===== Extracted entries =====

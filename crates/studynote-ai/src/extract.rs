//! Best-effort JSON extraction from free-form model output.
//!
//! The study-guide prompt asks for JSON, but models routinely wrap the
//! object in prose or a markdown fence. The extraction takes the span from
//! the first `{` to the last `}` - the same greedy match the prompt was
//! designed against - and leaves parsing to the caller.

/// Extract the widest `{ ... }` span from free-form text.
///
/// Returns `None` when the text contains no such span. The result is not
/// guaranteed to be valid JSON; callers must still parse it.
pub fn extract_json_object(text: &str) -> Option<&str> {
    let start = text.find('{')?;
    let end = text.rfind('}')?;
    if end < start {
        return None;
    }
    Some(&text[start..=end])
}

#[cfg(test)]
mod tests {
    use super::*;

    #[test]
    fn plain_object_extracted_whole() {
        let text = r#"{"summary": "s"}"#;
        assert_eq!(extract_json_object(text), Some(text));
    }

    #[test]
    fn object_in_prose_extracted() {
        let text = "Here is your study guide:\n{\"summary\": \"s\"}\nEnjoy!";
        assert_eq!(extract_json_object(text), Some("{\"summary\": \"s\"}"));
    }

    #[test]
    fn markdown_fence_stripped() {
        let text = "```json\n{\"summary\": \"s\", \"flashcards\": []}\n```";
        assert_eq!(
            extract_json_object(text),
            Some("{\"summary\": \"s\", \"flashcards\": []}")
        );
    }

    #[test]
    fn nested_braces_kept() {
        let text = "x {\"a\": {\"b\": 1}} y";
        assert_eq!(extract_json_object(text), Some("{\"a\": {\"b\": 1}}"));
    }

    #[test]
    fn no_object_returns_none() {
        assert_eq!(extract_json_object("no json here"), None);
        assert_eq!(extract_json_object(""), None);
    }

    #[test]
    fn reversed_braces_return_none() {
        assert_eq!(extract_json_object("} backwards {"), None);
    }
}
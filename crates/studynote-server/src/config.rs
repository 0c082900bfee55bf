//! Server configuration from environment variables.

use std::env;

/// Server configuration.
#[derive(Debug, Clone)]
pub struct ServerConfig {
    /// Server port to listen on.
    pub port: u16,
    /// Log level (trace, debug, info, warn, error).
    pub log_level: String,
    /// CORS allowed origins (comma-separated or "*" for all).
    pub cors_allowed_origins: String,
    /// Secret used to sign JWT session tokens.
    pub jwt_secret: String,
    /// Session token lifetime in hours.
    pub jwt_expiry_hours: u64,
}

impl ServerConfig {
    /// Load configuration from environment variables.
    ///
    /// Required:
    /// - `JWT_SECRET`: signing secret for session tokens
    ///
    /// Optional:
    /// - `PORT`: Server port (default: 3000)
    /// - `LOG_LEVEL`: Logging level (default: "info")
    /// - `CORS_ALLOWED_ORIGINS`: Allowed CORS origins (default: "*")
    /// - `JWT_EXPIRY_HOURS`: Token lifetime in hours (default: 24)
    pub fn from_env() -> Result<Self, ConfigError> {
        let jwt_secret = env::var("JWT_SECRET")
            .map_err(|_| ConfigError::MissingEnvVar("JWT_SECRET".to_string()))?;

        if jwt_secret.len() < 16 {
            return Err(ConfigError::InvalidValue {
                name: "JWT_SECRET".to_string(),
                reason: "must be at least 16 bytes".to_string(),
            });
        }

        let port = env::var("PORT")
            .ok()
            .and_then(|s| s.parse().ok())
            .unwrap_or(3000);

        let log_level = env::var("LOG_LEVEL").unwrap_or_else(|_| "info".to_string());

        let cors_allowed_origins =
            env::var("CORS_ALLOWED_ORIGINS").unwrap_or_else(|_| "*".to_string());

        let jwt_expiry_hours = env::var("JWT_EXPIRY_HOURS")
            .ok()
            .and_then(|s| s.parse().ok())
            .unwrap_or(24);

        Ok(Self {
            port,
            log_level,
            cors_allowed_origins,
            jwt_secret,
            jwt_expiry_hours,
        })
    }

    /// Get the socket address for the server.
    pub fn socket_addr(&self) -> std::net::SocketAddr {
        std::net::SocketAddr::from(([0, 0, 0, 0], self.port))
    }
}

/// Configuration errors.
#[derive(Debug, thiserror::Error)]
pub enum ConfigError {
    /// Required environment variable is missing.
    #[error("missing required environment variable: {0}")]
    MissingEnvVar(String),

    /// Invalid environment variable value.
    #[error("invalid value for environment variable {name}: {reason}")]
    InvalidValue { name: String, reason: String },
}

#[cfg(test)]
mod tests {
    use super::*;

    #[test]
    fn test_from_env() {
        // SAFETY: This test is not run in parallel with other tests that read JWT_SECRET.
        unsafe { env::set_var("JWT_SECRET", "test_secret_key_12345") };

        let config = ServerConfig::from_env().unwrap();

        assert_eq!(config.port, 3000);
        assert_eq!(config.log_level, "info");
        assert_eq!(config.cors_allowed_origins, "*");
        assert_eq!(config.jwt_expiry_hours, 24);

        // SAFETY: This test is not run in parallel with other tests that read JWT_SECRET.
        unsafe { env::set_var("JWT_SECRET", "short") };

        let result = ServerConfig::from_env();
        assert!(matches!(result, Err(ConfigError::InvalidValue { .. })));

        // SAFETY: This test is not run in parallel with other tests that read JWT_SECRET.
        unsafe { env::remove_var("JWT_SECRET") };
    }

    #[test]
    fn test_socket_addr_uses_port() {
        let config = ServerConfig {
            port: 8080,
            log_level: "info".to_string(),
            cors_allowed_origins: "*".to_string(),
            jwt_secret: "test_secret_key_12345".to_string(),
            jwt_expiry_hours: 24,
        };
        assert_eq!(config.socket_addr().port(), 8080);
    }
}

=====

All that is wanted is the run of lines from the start of the data through the line containing "CORS allowed origins", copied word for word.

filename crates/studynote-ai/src/extract.rs
//! Best-effort JSON extraction from free-form model output.
//!
//! The study-guide prompt asks for JSON, but models routinely wrap the
//! object in prose or a markdown fence. The extraction takes the span from
//! the first `{` to the last `}` - the same greedy match the prompt was
//! designed against - and leaves parsing to the caller.

/// Extract the widest `{ ... }` span from free-form text.
///
/// Returns `None` when the text contains no such span. The result is not
/// guaranteed to be valid JSON; callers must still parse it.
pub fn extract_json_object(text: &str) -> Option<&str> {
    let start = text.find('{')?;
    let end = text.rfind('}')?;
    if end < start {
        return None;
    }
    Some(&text[start..=end])
}

#[cfg(test)]
mod tests {
    use super::*;

    #[test]
    fn plain_object_extracted_whole() {
        let text = r#"{"summary": "s"}"#;
        assert_eq!(extract_json_object(text), Some(text));
    }

    #[test]
    fn object_in_prose_extracted() {
        let text = "Here is your study guide:\n{\"summary\": \"s\"}\nEnjoy!";
        assert_eq!(extract_json_object(text), Some("{\"summary\": \"s\"}"));
    }

    #[test]
    fn markdown_fence_stripped() {
        let text = "```json\n{\"summary\": \"s\", \"flashcards\": []}\n```";
        assert_eq!(
            extract_json_object(text),
            Some("{\"summary\": \"s\", \"flashcards\": []}")
        );
    }

    #[test]
    fn nested_braces_kept() {
        let text = "x {\"a\": {\"b\": 1}} y";
        assert_eq!(extract_json_object(text), Some("{\"a\": {\"b\": 1}}"));
    }

    #[test]
    fn no_object_returns_none() {
        assert_eq!(extract_json_object("no json here"), None);
        assert_eq!(extract_json_object(""), None);
    }

    #[test]
    fn reversed_braces_return_none() {
        assert_eq!(extract_json_object("} backwards {"), None);
    }
}
filename crates/studynote-server/src/config.rs
repository 0c082900bfee55bf
//! Server configuration from environment variables.

use std::env;

/// Server configuration.
#[derive(Debug, Clone)]
pub struct ServerConfig {
    /// Server port to listen on.
    pub port: u16,
    /// Log level (trace, debug, info, warn, error).
    pub log_level: String,
    /// CORS allowed origins (comma-separated or "*" for all).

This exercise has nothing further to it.